● Exercise requirements: Repeat the entries verbatim.

● Input data:
------------------------------------
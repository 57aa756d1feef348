//! Application-level flows: initial load and pipeline switching.

use std::sync::Arc;

use metrics::counter;
use skiff_api::ClusterApi;
use skiff_core::ResourceKind;
use tracing::{info, warn};

use crate::action::{Action, Payload, Routine, Stage, SuccessPayload};
use crate::epic::Flow;
use crate::gate::FlowEmitter;
use crate::normalize::{normalize_list, Normalized};
use crate::resource::FlowError;

/// Load every pipeline and workspace concurrently and publish them as one
/// normalized result, followed by `FULFILL`.
pub struct InitializeAppFlow {
    routine: Routine,
    api: Arc<dyn ClusterApi>,
}

impl InitializeAppFlow {
    pub fn new(api: Arc<dyn ClusterApi>) -> Self {
        Self { routine: Routine::INITIALIZE_APP, api }
    }

    async fn list(&self, kind: ResourceKind) -> Result<Normalized, FlowError> {
        let resp = self.api.get_all(kind).await?.into_result()?;
        Ok(normalize_list(kind, &resp.data)?)
    }
}

#[async_trait::async_trait]
impl Flow for InitializeAppFlow {
    type Trigger = ();

    fn routine(&self) -> &Routine {
        &self.routine
    }

    fn key(&self, _: &()) -> String {
        self.routine.to_string()
    }

    async fn run(&self, _: (), out: &FlowEmitter) {
        let routine = &self.routine;
        out.emit(Action::request(routine, None));
        let loaded = futures::try_join!(self.list(ResourceKind::Pipeline), self.list(ResourceKind::Workspace));
        match loaded {
            Ok((pipelines, workspaces)) => {
                let normalized = pipelines.merge(workspaces);
                info!(tables = normalized.entities.len(), "application initialized");
                out.emit(Action::success(routine, SuccessPayload { id: None, normalized }));
                out.emit(Action::fulfill(routine));
            }
            Err(err) => {
                warn!(error = %err, "application initialization failed");
                counter!("ops_flow_failed_total", 1, "routine" => routine.to_string());
                out.emit(Action::failure(routine, err.into_failure(None)));
            }
        }
    }
}

/// Select the current pipeline by name. Empty names are ignored.
#[derive(Debug)]
pub struct SwitchPipelineFlow {
    routine: Routine,
}

impl Default for SwitchPipelineFlow {
    fn default() -> Self {
        Self { routine: Routine::SWITCH_PIPELINE }
    }
}

#[async_trait::async_trait]
impl Flow for SwitchPipelineFlow {
    type Trigger = String;

    fn routine(&self) -> &Routine {
        &self.routine
    }

    fn key(&self, name: &String) -> String {
        name.clone()
    }

    fn accepts(&self, name: &String) -> bool {
        !name.is_empty()
    }

    async fn run(&self, name: String, out: &FlowEmitter) {
        info!(pipeline = %name, "switch pipeline");
        out.emit(Action::new(self.routine.clone(), Stage::Request, Payload::Name { name: name.clone() }));
        out.emit(Action::new(self.routine.clone(), Stage::Success, Payload::Name { name }));
    }
}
------------------------------------
● Result:
repository 57aa756d1feef348
//! Application-level flows: initial load and pipeline switching.

use std::sync::Arc;

use metrics::counter;
use skiff_api::ClusterApi;
use skiff_core::ResourceKind;
use tracing::{info, warn};

use crate::action::{Action, Payload, Routine, Stage, SuccessPayload};
use crate::epic::Flow;
use crate::gate::FlowEmitter;
use crate::normalize::{normalize_list, Normalized};
use crate::resource::FlowError;

/// Load every pipeline and workspace concurrently and publish them as one
/// normalized result, followed by `FULFILL`.
pub struct InitializeAppFlow {
    routine: Routine,
    api: Arc<dyn ClusterApi>,
}

impl InitializeAppFlow {
    pub fn new(api: Arc<dyn ClusterApi>) -> Self {
        Self { routine: Routine::INITIALIZE_APP, api }
    }

    async fn list(&self, kind: ResourceKind) -> Result<Normalized, FlowError> {
        let resp = self.api.get_all(kind).await?.into_result()?;
        Ok(normalize_list(kind, &resp.data)?)
    }
}

#[async_trait::async_trait]
impl Flow for InitializeAppFlow {
    type Trigger = ();

    fn routine(&self) -> &Routine {
        &self.routine
    }

    fn key(&self, _: &()) -> String {
        self.routine.to_string()
    }

    async fn run(&self, _: (), out: &FlowEmitter) {
        let routine = &self.routine;
        out.emit(Action::request(routine, None));
        let loaded = futures::try_join!(self.list(ResourceKind::Pipeline), self.list(ResourceKind::Workspace));
        match loaded {
            Ok((pipelines, workspaces)) => {
                let normalized = pipelines.merge(workspaces);
                info!(tables = normalized.entities.len(), "application initialized");
                out.emit(Action::success(routine, SuccessPayload { id: None, normalized }));
                out.emit(Action::fulfill(routine));
            }
            Err(err) => {
                warn!(error = %err, "application initialization failed");
                counter!("ops_flow_failed_total", 1, "routine" => routine.to_string());
                out.emit(Action::failure(routine, err.into_failure(None)));
            }
        }
    }
}

/// Select the current pipeline by name. Empty names are ignored.
#[derive(Debug)]
pub struct SwitchPipelineFlow {
    routine: Routine,
}

impl Default for SwitchPipelineFlow {
    fn default() -> Self {
        Self { routine: Routine::SWITCH_PIPELINE }
    }
}

#[async_trait::async_trait]
impl Flow for SwitchPipelineFlow {
    type Trigger = String;

    fn routine(&self) -> &Routine {
        &self.routine
    }

    fn key(&self, name: &String) -> String {
        name.clone()
    }

    fn accepts(&self, name: &String) -> bool {
        !name.is_empty()
    }

    async fn run(&self, name: String, out: &FlowEmitter) {
        info!(pipeline = %name, "switch pipeline");
        out.emit(Action::new(self.routine.clone(), Stage::Request, Payload::Name { name: name.clone() }));
        out.emit(Action::new(self.routine.clone(), Stage::Success, Payload::Name { name }));
    }
}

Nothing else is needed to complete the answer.